Aim of the task
Answer with the number of lines in the listing below that contain the word "EventHandlerDescriptor", and nothing else.

Data provided below:

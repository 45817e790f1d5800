//! DefaultMessageListener - receive entry point invoked by the subscriber.
//!
//! For each envelope:
//!
//! 1. Drop it if it belongs to another environment or event (logged).
//! 2. Look up the received copy by (environment, event, msg id, handler).
//! 3. `Succeeded` copy: replay, nothing to do.
//! 4. No copy: insert one already leased and handle it immediately, or, for
//!    a delayed envelope, insert it unleased and handle it once due.
//! 5. Existing unfinished copy: take the retry path.
//!
//! Only a failure to durably record the envelope is reported back, so the
//! subscriber leaves it unacknowledged and the broker redelivers.
//!
//! Delayed handling runs on tasks owned by [`DelayedHandling`]. Closing it
//! cancels the waits still pending; those records stay `Scheduled` and the
//! retry coordinator handles them once due.

use async_trait::async_trait;
use std::sync::{Arc, Mutex, MutexGuard};
use std::time::Duration;
use tokio::sync::watch;
use tokio::task::JoinSet;

use crate::config::BusConfig;
use crate::domain::foundation::{RecordId, Timestamp};
use crate::domain::message::{
    EventHandlerDescriptor, MessageStatus, MessageTransferModel, NewMessage,
};
use crate::ports::{
    MessageKey, MessageListener, MessageSerializer, MessageSerializerExt, MessageStorage,
    ReceiveError, StorageError,
};

use super::receive_handler::ReceiveHandler;

/// Owner of every pending delayed-handling task of one bus.
pub struct DelayedHandling {
    tasks: Mutex<JoinSet<()>>,
    stop: watch::Sender<bool>,
}

impl DelayedHandling {
    pub fn new() -> Self {
        Self {
            tasks: Mutex::new(JoinSet::new()),
            stop: watch::channel(false).0,
        }
    }

    /// Handles record `id` after `delay`, unless closed first.
    ///
    /// Returns false once closed; the record is then left to the retry
    /// coordinator.
    pub fn schedule(&self, handler: Arc<ReceiveHandler>, id: RecordId, delay: Duration) -> bool {
        if self.is_closed() {
            return false;
        }
        let mut stop = self.stop.subscribe();
        let mut tasks = self.lock_tasks();
        while tasks.try_join_next().is_some() {}
        tasks.spawn(async move {
            let due = tokio::select! {
                _ = tokio::time::sleep(delay) => true,
                _ = stop.wait_for(|stopped| *stopped) => false,
            };
            if due {
                handler.locking_handle(&id).await;
            } else {
                tracing::debug!(record_id = %id, "Delayed handling cancelled; left for retry");
            }
        });
        true
    }

    /// Number of delayed handlings not yet finished.
    pub fn pending(&self) -> usize {
        let mut tasks = self.lock_tasks();
        while tasks.try_join_next().is_some() {}
        tasks.len()
    }

    pub fn is_closed(&self) -> bool {
        *self.stop.borrow()
    }

    /// Cancels pending waits and waits for handlings already running.
    pub async fn close(&self) {
        self.stop.send_replace(true);
        let mut pending = std::mem::take(&mut *self.lock_tasks());
        while pending.join_next().await.is_some() {}
    }

    fn lock_tasks(&self) -> MutexGuard<'_, JoinSet<()>> {
        self.tasks
            .lock()
            .unwrap_or_else(|poisoned| poisoned.into_inner())
    }
}

impl Default for DelayedHandling {
    fn default() -> Self {
        Self::new()
    }
}

pub struct DefaultMessageListener {
    descriptor: EventHandlerDescriptor,
    storage: Arc<dyn MessageStorage>,
    handler: Arc<ReceiveHandler>,
    serializer: Arc<dyn MessageSerializer>,
    delayed: Arc<DelayedHandling>,
    environment: String,
    lock_time_secs: u64,
}

impl DefaultMessageListener {
    pub fn new(
        descriptor: EventHandlerDescriptor,
        storage: Arc<dyn MessageStorage>,
        handler: Arc<ReceiveHandler>,
        serializer: Arc<dyn MessageSerializer>,
        delayed: Arc<DelayedHandling>,
        config: &BusConfig,
    ) -> Self {
        Self {
            descriptor,
            storage,
            handler,
            serializer,
            delayed,
            environment: config.environment.clone(),
            lock_time_secs: config.lock_time_secs,
        }
    }

    fn accepts(&self, message: &MessageTransferModel) -> bool {
        if message.environment != self.environment {
            tracing::error!(
                msg_id = %message.msg_id,
                expected = %self.environment,
                actual = %message.environment,
                handler = %self.descriptor.event_handler_name,
                "Dropping envelope from another environment"
            );
            return false;
        }
        if message.event_name != self.descriptor.event_name {
            tracing::error!(
                msg_id = %message.msg_id,
                expected = %self.descriptor.event_name,
                actual = %message.event_name,
                handler = %self.descriptor.event_handler_name,
                "Dropping envelope for another event"
            );
            return false;
        }
        true
    }

    async fn insert_and_handle(&self, message: MessageTransferModel) -> Result<(), ReceiveError> {
        let items = self.serializer.serialize(&message.items)?;
        let mut record = NewMessage::scheduled(
            self.environment.clone(),
            message.event_name.clone(),
            message.msg_id.clone(),
            message.msg_body.clone(),
            items,
        )
        .for_handler(self.descriptor.event_handler_name.clone())
        .delayed_until(message.delay_at);

        let delayed = message.is_delayed();
        if !delayed {
            record = record.leased_until(Timestamp::now().plus_secs(self.lock_time_secs));
        }

        let id = match self.storage.save_received(&record).await {
            Ok(id) => id,
            Err(StorageError::Duplicate { .. }) => {
                tracing::debug!(
                    msg_id = %message.msg_id,
                    handler = %self.descriptor.event_handler_name,
                    "Concurrent delivery already recorded this message"
                );
                return self.retry_existing(&message).await;
            }
            Err(e) => return Err(e.into()),
        };

        let stored = record.into_record(id);
        if delayed {
            let delay = message
                .delay_at
                .map(|at| at.remaining())
                .unwrap_or_default();
            let scheduled = self
                .delayed
                .schedule(self.handler.clone(), stored.id.clone(), delay);
            tracing::debug!(
                msg_id = %message.msg_id,
                handler = %self.descriptor.event_handler_name,
                delay_ms = u64::try_from(delay.as_millis()).unwrap_or(u64::MAX),
                scheduled,
                "Delayed envelope recorded"
            );
            return Ok(());
        }

        self.handler.handle(stored, Some(message)).await;
        Ok(())
    }

    async fn retry_existing(&self, message: &MessageTransferModel) -> Result<(), ReceiveError> {
        let existing = self
            .storage
            .find_received_by_msg_id(message_key(message), &self.descriptor)
            .await?;
        if let Some(record) = existing {
            if record.status != MessageStatus::Succeeded {
                self.handler.locking_handle(&record.id).await;
            }
        }
        Ok(())
    }
}

fn message_key(message: &MessageTransferModel) -> MessageKey<'_> {
    MessageKey::new(&message.environment, &message.event_name, &message.msg_id)
}

#[async_trait]
impl MessageListener for DefaultMessageListener {
    fn descriptor(&self) -> &EventHandlerDescriptor {
        &self.descriptor
    }

    async fn on_receive(&self, message: MessageTransferModel) -> Result<(), ReceiveError> {
        if !self.accepts(&message) {
            return Ok(());
        }

        tracing::debug!(
            msg_id = %message.msg_id,
            event = %message.event_name,
            handler = %self.descriptor.event_handler_name,
            "Message received"
        );

        let existing = self
            .storage
            .find_received_by_msg_id(message_key(&message), &self.descriptor)
            .await?;

        match existing {
            Some(record) if record.status == MessageStatus::Succeeded => {
                tracing::debug!(
                    msg_id = %message.msg_id,
                    handler = %self.descriptor.event_handler_name,
                    "Already handled, ignoring replay"
                );
                Ok(())
            }
            Some(record) => {
                if !message.is_delayed() {
                    self.handler.locking_handle(&record.id).await;
                }
                Ok(())
            }
            None => self.insert_and_handle(message).await,
        }
    }
}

End of Data provided.

Exercise response
4